Puerto Rico Finances Worsen and the Government Appears to be Runing Out of Options

Puerto Rico doesn’t’t look as if it’s on the verge of economic disaster. Tourists are still flocking to its beach resorts. Malls, anchored by department stores like Macy’s and JCPenney, are full of shoppers. At rush hour, roads are clogged with late-model luxury SUVs. But after years of borrowing to prop up the island’s stagnant economy, the Puerto Rican government faces $720 million in debt payments over the next two months and could run out of cash as early as next month.
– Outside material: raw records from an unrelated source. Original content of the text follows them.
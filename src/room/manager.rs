//! Room manager for spawning and tracking room actors.

use std::{collections::HashMap, sync::Arc};
use thiserror::Error;
use tokio::sync::{oneshot, RwLock};

use super::{
    actor::{RoomActor, RoomHandle},
    config::{ConfigError, RoomConfig},
    messages::RoomCommand,
};
use crate::game::{
    Card, DealOverrides, EngineError, GameEngine, PassOutcome, PlayOutcome, PlayerId, RoomId,
    RoundStart, RoundView, Seat,
};
use crate::store::GameStore;

#[derive(Debug, Error)]
pub enum RoomError {
    #[error("room {0} not found")]
    NotFound(RoomId),
    #[error("room {0} is already open")]
    AlreadyOpen(RoomId),
    #[error("room {0} is closed")]
    Closed(RoomId),
    #[error(transparent)]
    Config(#[from] ConfigError),
    #[error(transparent)]
    Engine(#[from] EngineError),
}

/// Registry of live rooms over one shared store. Opening a room spawns its
/// actor; the wrappers below do the oneshot round-trip for callers that do
/// not want to talk to handles directly.
pub struct RoomManager<S> {
    store: Arc<S>,
    rooms: Arc<RwLock<HashMap<RoomId, RoomHandle>>>,
}

impl<S: GameStore + 'static> RoomManager<S> {
    pub fn new(store: Arc<S>) -> Self {
        Self {
            store,
            rooms: Arc::new(RwLock::new(HashMap::new())),
        }
    }

    /// Spawn an actor for `room_id`. Each id gets at most one live actor;
    /// close it before opening it again.
    pub async fn open_room(
        &self,
        room_id: impl Into<RoomId>,
        config: RoomConfig,
    ) -> Result<RoomHandle, RoomError> {
        config.validate()?;
        let room_id = room_id.into();

        let mut rooms = self.rooms.write().await;
        if rooms.contains_key(&room_id) {
            return Err(RoomError::AlreadyOpen(room_id));
        }

        let engine = GameEngine::new(Arc::clone(&self.store), config.hand_size);
        let (actor, handle) = RoomActor::new(room_id.clone(), engine);
        rooms.insert(room_id.clone(), handle.clone());
        drop(rooms);

        tokio::spawn(async move {
            actor.run().await;
        });

        log::info!("room {room_id}: opened");
        Ok(handle)
    }

    /// Look up a live room's handle.
    pub async fn room(&self, room_id: &str) -> Option<RoomHandle> {
        let rooms = self.rooms.read().await;
        rooms.get(room_id).cloned()
    }

    /// Stop a room's actor and drop it from the registry. Stored round
    /// state stays behind for the store's owner to expire.
    pub async fn close_room(&self, room_id: &str) -> Result<(), RoomError> {
        let handle = {
            let mut rooms = self.rooms.write().await;
            rooms.remove(room_id)
        };
        let handle = handle.ok_or_else(|| RoomError::NotFound(room_id.to_string()))?;

        let (tx, rx) = oneshot::channel();
        handle.send(RoomCommand::Close { reply: tx }).await?;
        rx.await
            .map_err(|_| RoomError::Closed(room_id.to_string()))?;

        log::info!("room {room_id}: closed");
        Ok(())
    }

    pub async fn active_room_count(&self) -> usize {
        let rooms = self.rooms.read().await;
        rooms.len()
    }

    /// Deal a fresh round in a room.
    pub async fn initialize(
        &self,
        room_id: &str,
        identities: Vec<PlayerId>,
        overrides: DealOverrides,
    ) -> Result<RoundStart, RoomError> {
        let handle = self.require(room_id).await?;
        let (tx, rx) = oneshot::channel();
        handle
            .send(RoomCommand::Initialize {
                identities,
                overrides,
                reply: tx,
            })
            .await?;
        let result = rx
            .await
            .map_err(|_| RoomError::Closed(room_id.to_string()))?;
        Ok(result?)
    }

    /// Play cards for a seat.
    pub async fn play(
        &self,
        room_id: &str,
        seat: Seat,
        cards: Vec<Card>,
    ) -> Result<PlayOutcome, RoomError> {
        let handle = self.require(room_id).await?;
        let (tx, rx) = oneshot::channel();
        handle
            .send(RoomCommand::Play {
                seat,
                cards,
                reply: tx,
            })
            .await?;
        let result = rx
            .await
            .map_err(|_| RoomError::Closed(room_id.to_string()))?;
        Ok(result?)
    }

    /// Pass the turn for a seat.
    pub async fn pass(&self, room_id: &str, seat: Seat) -> Result<PassOutcome, RoomError> {
        let handle = self.require(room_id).await?;
        let (tx, rx) = oneshot::channel();
        handle.send(RoomCommand::Pass { seat, reply: tx }).await?;
        let result = rx
            .await
            .map_err(|_| RoomError::Closed(room_id.to_string()))?;
        Ok(result?)
    }

    /// Snapshot the round for a seat (spectator when `None`).
    pub async fn view(
        &self,
        room_id: &str,
        seat: Option<Seat>,
    ) -> Result<RoundView, RoomError> {
        let handle = self.require(room_id).await?;
        let (tx, rx) = oneshot::channel();
        handle.send(RoomCommand::View { seat, reply: tx }).await?;
        let result = rx
            .await
            .map_err(|_| RoomError::Closed(room_id.to_string()))?;
        Ok(result?)
    }

    async fn require(&self, room_id: &str) -> Result<RoomHandle, RoomError> {
        self.room(room_id)
            .await
            .ok_or_else(|| RoomError::NotFound(room_id.to_string()))
    }
}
Puerto Rican officials say meeting those obligations could make paying other current payables impossible.  The government still needs additional cash to cover payroll, pay retirement benefits, and upcoming Christmas bonuses. Governor Alejandro García Padilla has considered cutting hours for public workers to keep essential functions running. He has already shuttered some schools, delayed tax rebates, and suspended payments to some of the government’s vendors.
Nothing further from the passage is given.